Во введении рассматривается актуальность выбранной темы исследования и важность научных исследований в этом направлении. Определены гипотеза, объект, предмет, цели, задачи исследования, практическая значимость и положение, выносимое на защиту.
В первой главе рассматриваются причины возникновения заболевания и методы реабилитации. Раскрывает взгляды различных авторов научных книг и трудов на проблему развития и реабилитации при ИБС.
Во второй главе представлены: характеристика группы исследования, дифференцированные программы тренирующей терапии больных ИБС, методик проведения тренировок и дозирование нагрузок на различных этапах реабилитации для разных групп пациентов. Определены методы оценки эффективности проведенного исследования. Описан метод статистической обработки результатов, полученных в ходе исследования.
В третьей главе представлены результаты исследования и проведено их обсуждение. Проведена статистическая обработка полученных результатов для определения их достоверности.
В заключении подведен общий итог проведенного исследования и сделаны выводы о его эффективности.
В приложениях представлены комплексы ЛГ, использованные в исследовании.
Работа изложена на 50 страницах, содержащая: введение, основную часть, которая состоит и з 2-х глав, заключения и приложений, а так же содержит 8 таблиц и 7 рисунков, список литературы содержит 35 отечественных источников.
Глава 1. Обзор литературы по проблеме исследования: физическая реабилитация больных ишемической болезнью сердца
1.1. Ишемическая болезнь сердца — этиология, патогенез, классификация, клиническая картина
ИБС представляет собой острое или хроническое заболевание сердца, вызванное уменьшением или прекращением доставки крови к миокарду в связи с болезненным процессом в коронарных сосудах. Однако не всякую патологию венечных сосудов сердца, дающую типичную картину коронарной недостаточности (стенокардия, инфаркт миокарда), считают ИБС. ИБС – это нарушение доставки крови к миокарду в связи с атеросклерозом венечных сосудов сердца [10, 17].
ИБС имеет следующие формы:
Стенокардию;
Инфаркт миокарда;
Острую коронарную недостаточность, одним из типичных признаков которой является внезапная смерть на фоне коронарного атеросклероза;
Безболевая форма, которая проявляется недостаточностью кровообращения или нарушения ритма сердца [10, 32].

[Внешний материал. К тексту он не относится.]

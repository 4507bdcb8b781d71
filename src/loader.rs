//! Reading the refractive-index variable out of a MAT file.
//!
//! Level 5 files (v5 through v7) go through `io_mat`, v7.3 files are HDF5 containers and go
//! through `io_hdf5` when the crate is built with the `io-hdf5` feature.

use std::fs::File;
use std::io::Read;
use std::path::Path;
use crate::{ConvertError, DepthRange, Result, SourceVolume, StageEvent, StageObserver, Volume, VolumeDim};

/// size of the descriptive text at the start of every MAT header
const HEADER_TEXT_LEN: usize = 116;
/// v7.3 files carry a 512 byte user block in front of the HDF5 superblock
const HDF5_USER_BLOCK: usize = 512;
const HDF5_SIGNATURE: &[u8; 8] = b"\x89HDF\r\n\x1a\n";

#[derive(Clone,Copy,Debug,PartialEq,Eq)]
pub enum MatVersion {
    /// Level 5 layout, used by v5, v6 and v7
    Level5,
    /// HDF5 based v7.3 layout
    Hdf5,
}


/// identifies the MAT layout from the first bytes of the file
pub fn sniff_version(head:&[u8]) -> Result<MatVersion> {
    if head.len() >= HDF5_USER_BLOCK + HDF5_SIGNATURE.len()
        && &head[HDF5_USER_BLOCK..HDF5_USER_BLOCK + HDF5_SIGNATURE.len()] == HDF5_SIGNATURE {
        return Ok(MatVersion::Hdf5);
    }
    if head.len() < HEADER_TEXT_LEN || !head.starts_with(b"MATLAB ") {
        return Err(ConvertError::Format("missing MAT-file header".to_string()));
    }
    if head.starts_with(b"MATLAB 7.3") {
        Ok(MatVersion::Hdf5)
    } else {
        Ok(MatVersion::Level5)
    }
}

/// maps a MATLAB size vector onto (X, Y, Z). MATLAB drops trailing singleton dimensions.
pub fn volume_shape(size:&[usize]) -> Result<VolumeDim> {
    if size.len() < 2 {
        return Err(ConvertError::Format(format!("expected a 3-D array, got size {:?}",size)));
    }
    if size[3.min(size.len())..].iter().any(|&d| d != 1) {
        return Err(ConvertError::Format(format!("expected a 3-D array, got size {:?}",size)));
    }
    let shape = [size[0],size[1],size.get(2).copied().unwrap_or(1)];
    if shape.contains(&0) {
        return Err(ConvertError::Format(format!("array of size {:?} is empty",size)));
    }
    Ok(VolumeDim::from_shape(shape))
}

/// wraps a decoded column-major buffer after checking its shape
pub(crate) fn source_volume<T>(data:Vec<T>, size:&[usize]) -> Result<Volume<T>> {
    Volume::new(data,volume_shape(size)?)
}

fn read_head(path:&Path) -> Result<Vec<u8>> {
    let f = File::open(path).map_err(ConvertError::io(path))?;
    let mut head = Vec::with_capacity(HDF5_USER_BLOCK + HDF5_SIGNATURE.len());
    f.take((HDF5_USER_BLOCK + HDF5_SIGNATURE.len()) as u64)
        .read_to_end(&mut head)
        .map_err(ConvertError::io(path))?;
    Ok(head)
}

/// reads variable `name` from the MAT file at `path` without cutting it
pub fn read_variable(path:&Path, name:&str) -> Result<SourceVolume> {
    match sniff_version(&read_head(path)?)? {
        MatVersion::Level5 => read_level5(path,name),
        MatVersion::Hdf5 => read_hdf5(path,name),
    }
}

#[cfg(feature = "io-mat")]
fn read_level5(path:&Path, name:&str) -> Result<SourceVolume> {
    crate::io_mat::read_mat_variable(path,name)
}

#[cfg(not(feature = "io-mat"))]
fn read_level5(_path:&Path, _name:&str) -> Result<SourceVolume> {
    Err(ConvertError::Format("reading MAT v5 files requires the io-mat feature".to_string()))
}

#[cfg(feature = "io-hdf5")]
fn read_hdf5(path:&Path, name:&str) -> Result<SourceVolume> {
    crate::io_hdf5::read_hdf5_variable(path,name)
}

#[cfg(not(feature = "io-hdf5"))]
fn read_hdf5(_path:&Path, _name:&str) -> Result<SourceVolume> {
    Err(ConvertError::Format("reading MAT v7.3 files requires the io-hdf5 feature".to_string()))
}

/// loads the refractive-index volume restricted to the depth range `z`
pub fn read_ri_volume(path:impl AsRef<Path>, z:DepthRange, observer:&mut dyn StageObserver) -> Result<SourceVolume> {
    let path = path.as_ref();
    let full = read_variable(path,crate::RI_VARIABLE)?;
    let volume = full.depth_range(z)?;
    observer.on_event(StageEvent::Loaded {
        path: path.to_path_buf(),
        shape: *volume.dims().shape(),
    });
    Ok(volume)
}
//! HNSW index configuration.
//!
//! All parameters are fixed when the index is built.

use crate::{HnswError, Result};
use serde::{Deserialize, Serialize};

/// How edges are wired when a neighbor candidate is missing from a layer.
#[derive(Debug, Clone, Copy, Default, PartialEq, Eq, Serialize, Deserialize)]
#[serde(rename_all = "snake_case")]
pub enum EdgeMode {
    /// The new node links to the candidate anyway; no back-edge is created
    /// because the candidate has no adjacency list on that layer.
    #[default]
    Asymmetric,
    /// Skip the candidate on layers where it is absent. Every edge then
    /// joins two members of the same layer.
    Symmetric,
}

/// HNSW configuration parameters.
#[derive(Debug, Clone, PartialEq, Serialize, Deserialize)]
#[serde(default)]
pub struct HnswConfig {
    /// Max neighbors per node per layer (M parameter).
    /// Default: 2
    pub m: usize,

    /// Total number of layers a node may be assigned to.
    /// Default: 3 (layers 0-2)
    pub max_layers: usize,

    /// Number of candidate neighbors gathered for each inserted node.
    /// Default: 2
    pub ef_construction: usize,

    /// Edge wiring policy for candidates absent from a layer.
    /// Default: `Asymmetric`
    pub edge_mode: EdgeMode,

    /// Seed for level assignment. `None` draws from OS entropy.
    pub seed: Option<u64>,
}

impl Default for HnswConfig {
    fn default() -> Self {
        Self {
            m: 2,
            max_layers: 3,
            ef_construction: 2,
            edge_mode: EdgeMode::Asymmetric,
            seed: None,
        }
    }
}

impl HnswConfig {
    /// Create a new config with default values.
    pub fn new() -> Self {
        Self::default()
    }

    /// Set the maximum neighbors per node.
    pub fn with_m(mut self, m: usize) -> Self {
        self.m = m;
        self
    }

    /// Set the number of layers.
    pub fn with_max_layers(mut self, max_layers: usize) -> Self {
        self.max_layers = max_layers;
        self
    }

    /// Set the insertion candidate breadth.
    pub fn with_ef_construction(mut self, ef_construction: usize) -> Self {
        self.ef_construction = ef_construction;
        self
    }

    /// Set the edge wiring policy.
    pub fn with_edge_mode(mut self, edge_mode: EdgeMode) -> Self {
        self.edge_mode = edge_mode;
        self
    }

    /// Seed level assignment for reproducible graphs.
    pub fn with_seed(mut self, seed: u64) -> Self {
        self.seed = Some(seed);
        self
    }

    /// Validate configuration values.
    pub fn validate(&self) -> Result<()> {
        if self.m == 0 {
            return Err(HnswError::InvalidParameter("m must be > 0".into()));
        }
        if self.max_layers == 0 {
            return Err(HnswError::InvalidParameter("max_layers must be > 0".into()));
        }
        if self.ef_construction == 0 {
            return Err(HnswError::InvalidParameter(
                "ef_construction must be > 0".into(),
            ));
        }
        Ok(())
    }
}
//! Vector primitives for skein.
//!
//! This crate provides the building blocks shared by every skein index:
//!
//! - **Point store**: dense, append-only storage of feature vectors keyed by
//!   [`PointId`]
//! - **Metric**: a pluggable distance function, Euclidean (L2) by default
//! - **VectorIndex trait**: common interface for vector indices
//! - **BruteForceIndex**: exact linear scan search (recall baseline)
//!
//! # Example
//!
//! ```
//! use skein_vector::{BruteForceIndex, VectorIndex};
//!
//! let mut index = BruteForceIndex::new(2);
//! index.insert(&[0.0, 0.0]).unwrap();
//! index.insert(&[3.0, 4.0]).unwrap();
//!
//! let results = index.search(&[0.0, 0.0], None, 2).unwrap();
//! assert_eq!(results[1].distance, 5.0);
//! ```

mod brute;
mod distance;
mod store;
mod traits;

pub use brute::BruteForceIndex;
pub use distance::{euclidean_distance, euclidean_distance_squared, Euclidean, Metric};
pub use store::{Point, PointStore};
pub use traits::{VectorIndex, VectorMatch};

/// Stable identifier of a stored point.
///
/// Identifiers are dense and assigned in insertion order starting at 0.
pub type PointId = u32;

/// Error type for vector operations.
#[derive(Debug, thiserror::Error)]
pub enum VectorError {
    #[error("Dimension mismatch: expected {expected}, got {actual}")]
    DimensionMismatch { expected: usize, actual: usize },

    #[error("Point not found: {0}")]
    NotFound(PointId),

    #[error("Invalid vector: {0}")]
    InvalidVector(String),

    #[error("Invalid parameter: {0}")]
    InvalidParameter(String),

    #[error("Index error: {0}")]
    IndexError(String),
}

/// Result type for vector operations.
pub type Result<T> = std::result::Result<T, VectorError>;
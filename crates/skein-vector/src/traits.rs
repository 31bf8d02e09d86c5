//! Core traits for vector indices.
//!
//! The `VectorIndex` trait defines the common interface implemented by all
//! vector index types (BruteForce, HNSW).

use crate::{PointId, Result};

/// A match returned from vector search.
#[derive(Debug, Clone, PartialEq)]
pub struct VectorMatch {
    /// The point ID.
    pub id: PointId,
    /// Distance to the query (lower = more similar).
    pub distance: f32,
    /// The vector data (optional, for returning with results).
    pub vector: Option<Vec<f32>>,
}

impl VectorMatch {
    /// Create a new vector match.
    pub fn new(id: PointId, distance: f32) -> Self {
        Self {
            id,
            distance,
            vector: None,
        }
    }

    /// Create a new vector match with vector data.
    pub fn with_vector(id: PointId, distance: f32, vector: Vec<f32>) -> Self {
        Self {
            id,
            distance,
            vector: Some(vector),
        }
    }
}

impl Eq for VectorMatch {}

impl PartialOrd for VectorMatch {
    fn partial_cmp(&self, other: &Self) -> Option<std::cmp::Ordering> {
        Some(self.cmp(other))
    }
}

impl Ord for VectorMatch {
    fn cmp(&self, other: &Self) -> std::cmp::Ordering {
        // Ties on distance fall back to id so orderings are stable
        self.distance
            .total_cmp(&other.distance)
            .then_with(|| self.id.cmp(&other.id))
    }
}

/// Common interface for vector indices.
///
/// Mutation takes `&mut self`: an index has a single writer. Wrap it in a
/// reader/writer lock to share it across threads.
pub trait VectorIndex: Send + Sync {
    /// Insert a vector and return the identifier assigned to it.
    ///
    /// # Errors
    ///
    /// Returns an error if:
    /// - The vector dimension doesn't match the index dimension
    /// - The vector contains invalid values (NaN, Inf)
    fn insert(&mut self, vector: &[f32]) -> Result<PointId>;

    /// Search for the k nearest neighbors to the query vector.
    ///
    /// Returns up to `k` matches, sorted by distance (ascending). A point
    /// whose id equals `exclude` is never returned.
    ///
    /// # Errors
    ///
    /// Returns an error if:
    /// - `k` is zero
    /// - The query dimension doesn't match the index dimension
    /// - The query contains invalid values (NaN, Inf)
    fn search(
        &self,
        query: &[f32],
        exclude: Option<PointId>,
        k: usize,
    ) -> Result<Vec<VectorMatch>>;

    /// Get a vector by ID.
    fn get(&self, id: PointId) -> Result<&[f32]>;

    /// Get the number of vectors in the index.
    fn len(&self) -> usize;

    /// Check if the index is empty.
    fn is_empty(&self) -> bool {
        self.len() == 0
    }

    /// Get the dimension of vectors in this index.
    fn dimensions(&self) -> usize;
}
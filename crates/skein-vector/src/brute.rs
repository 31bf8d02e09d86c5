//! Brute force vector index.
//!
//! Linear scan search - O(n) but exact. Serves as the ground truth that
//! approximate indices are measured against.

use crate::distance::{Euclidean, Metric};
use crate::store::PointStore;
use crate::traits::{VectorIndex, VectorMatch};
use crate::{PointId, Result, VectorError};

/// Brute force vector index.
///
/// Stores points in a [`PointStore`] and scans all of them on every search.
///
/// # Performance
///
/// - Insert: O(1)
/// - Search: O(n * d) where n = vectors, d = dimensions
pub struct BruteForceIndex<M: Metric = Euclidean> {
    store: PointStore<M>,
}

impl BruteForceIndex<Euclidean> {
    /// Create a new brute force index using Euclidean distance.
    ///
    /// # Example
    ///
    /// ```
    /// use skein_vector::BruteForceIndex;
    ///
    /// let index = BruteForceIndex::new(128);
    /// ```
    pub fn new(dimensions: usize) -> Self {
        Self::with_metric(dimensions, Euclidean)
    }
}

impl<M: Metric> BruteForceIndex<M> {
    /// Create a new brute force index with a custom metric.
    pub fn with_metric(dimensions: usize, metric: M) -> Self {
        Self {
            store: PointStore::with_metric(dimensions, metric),
        }
    }
}

impl<M: Metric> VectorIndex for BruteForceIndex<M> {
    fn insert(&mut self, vector: &[f32]) -> Result<PointId> {
        self.store.add(vector)
    }

    fn search(
        &self,
        query: &[f32],
        exclude: Option<PointId>,
        k: usize,
    ) -> Result<Vec<VectorMatch>> {
        if k == 0 {
            return Err(VectorError::InvalidParameter("k must be > 0".into()));
        }
        self.store.validate(query)?;

        let mut results: Vec<VectorMatch> = self
            .store
            .iter()
            .filter(|p| Some(p.id) != exclude)
            .map(|p| {
                let dist = self.store.metric().distance(query, &p.vector);
                VectorMatch::new(p.id, dist)
            })
            .collect();

        results.sort();
        results.truncate(k);

        Ok(results)
    }

    fn get(&self, id: PointId) -> Result<&[f32]> {
        self.store.get(id)
    }

    fn len(&self) -> usize {
        self.store.len()
    }

    fn dimensions(&self) -> usize {
        self.store.dimensions()
    }
}

#[cfg(test)]
mod tests {
    use super::*;

    fn create_test_index() -> BruteForceIndex {
        BruteForceIndex::new(3)
    }

    #[test]
    fn test_insert_and_get() {
        let mut index = create_test_index();

        let a = index.insert(&[1.0, 2.0, 3.0]).unwrap();
        let b = index.insert(&[4.0, 5.0, 6.0]).unwrap();

        assert_eq!((a, b), (0, 1));
        assert_eq!(index.len(), 2);
        assert_eq!(index.get(a).unwrap(), &[1.0, 2.0, 3.0]);
        assert!(matches!(index.get(2), Err(VectorError::NotFound(2))));
    }

    #[test]
    fn test_search_euclidean() {
        let mut index = create_test_index();

        let origin = index.insert(&[0.0, 0.0, 0.0]).unwrap();
        let near = index.insert(&[1.0, 1.0, 1.0]).unwrap();
        let far = index.insert(&[10.0, 10.0, 10.0]).unwrap();

        let results = index.search(&[0.0, 0.0, 0.0], None, 3).unwrap();

        assert_eq!(results.len(), 3);
        assert_eq!(results[0].id, origin);
        assert!(results[0].distance < 0.001);
        assert_eq!(results[1].id, near);
        assert_eq!(results[2].id, far);
    }

    #[test]
    fn test_search_excludes_id() {
        let mut index = create_test_index();

        let origin = index.insert(&[0.0, 0.0, 0.0]).unwrap();
        let near = index.insert(&[1.0, 1.0, 1.0]).unwrap();

        let results = index.search(&[0.0, 0.0, 0.0], Some(origin), 5).unwrap();
        assert_eq!(results.len(), 1);
        assert_eq!(results[0].id, near);
    }

    #[test]
    fn test_search_top_k() {
        let mut index = create_test_index();

        for i in 0..10 {
            index.insert(&[i as f32, 0.0, 0.0]).unwrap();
        }

        let results = index.search(&[0.0, 0.0, 0.0], None, 3).unwrap();
        let ids: Vec<_> = results.iter().map(|r| r.id).collect();
        assert_eq!(ids, vec![0, 1, 2]);
    }

    #[test]
    fn test_search_empty_index() {
        let index = create_test_index();
        let results = index.search(&[1.0, 2.0, 3.0], None, 5).unwrap();
        assert!(results.is_empty());
    }

    #[test]
    fn test_search_k_zero() {
        let mut index = create_test_index();
        index.insert(&[1.0, 2.0, 3.0]).unwrap();

        let result = index.search(&[1.0, 2.0, 3.0], None, 0);
        assert!(matches!(result, Err(VectorError::InvalidParameter(_))));
    }

    #[test]
    fn test_dimension_mismatch() {
        let mut index = create_test_index();

        let result = index.insert(&[1.0, 2.0]);
        assert!(matches!(result, Err(VectorError::DimensionMismatch { .. })));

        index.insert(&[1.0, 2.0, 3.0]).unwrap();
        let result = index.search(&[1.0, 2.0], None, 1);
        assert!(matches!(result, Err(VectorError::DimensionMismatch { .. })));
    }

    #[test]
    fn test_invalid_values() {
        let mut index = create_test_index();

        let result = index.insert(&[1.0, f32::NAN, 3.0]);
        assert!(matches!(result, Err(VectorError::InvalidVector(_))));

        let result = index.insert(&[1.0, f32::INFINITY, 3.0]);
        assert!(matches!(result, Err(VectorError::InvalidVector(_))));
        assert!(index.is_empty());
    }
}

В основе этого заболевания находятся нарушения снабжения сердечной мышцы кислородом и другими питательными веществами вследствие недостаточного кровотока. Наиболее частой причиной ИБС является атеросклероз. Отложение атеросклеротических бляшек в коронарных сосудах приводит к их частичной закупорке, а следовательно, к тому, что в сердечную мышцу не может поступить достаточное количество крови. Гипертоническая болезнь способствует более быстрому развитию атеросклероза и спазма коронарных артерий сердца и поэтому является основной причиной развития ИБС. Предрасполагающим фактором к возникновению ИБС является также сахарный диабет, который способствует развитие атеросклероза, в следствие нарушение обмена белков и липидов.
Курение также играет рожь в развитии ИБС. При курении развивается спазм венечных сосудов, а так же повышается свертываемость крови, что способствует возникновение тромбоза измененных коронарных сосудов. Определенное значение имеет генетические факторы. Установлено, что если родители страдают ИБС, то у их детей она встречается в 4 раза чаще, чем у лиц, родители которых здоровы. Гиперхолестеринемия в значительной мере повышают вероятность возникновения ИБС, поскольку является одним из важных факторов, способствующих развитию атеросклероза вообще и коронарных сосудов в частности. При ожирении ИБС встречается в несколько раз чаще, чем у лиц с нормальной массой тела. У больных с ожирением повышено количество холестерина в крови, кроме того эти больные ведут малоподвижный образ жизни, что также способствует развитию атеросклероза и ИБС [28, 32].
Используется классификация ИБС по клиническим формам, каждая из которых имеет самостоятельное значение в виду особенностей клинических проявлений, прогноза и элементов терапевтической тактики.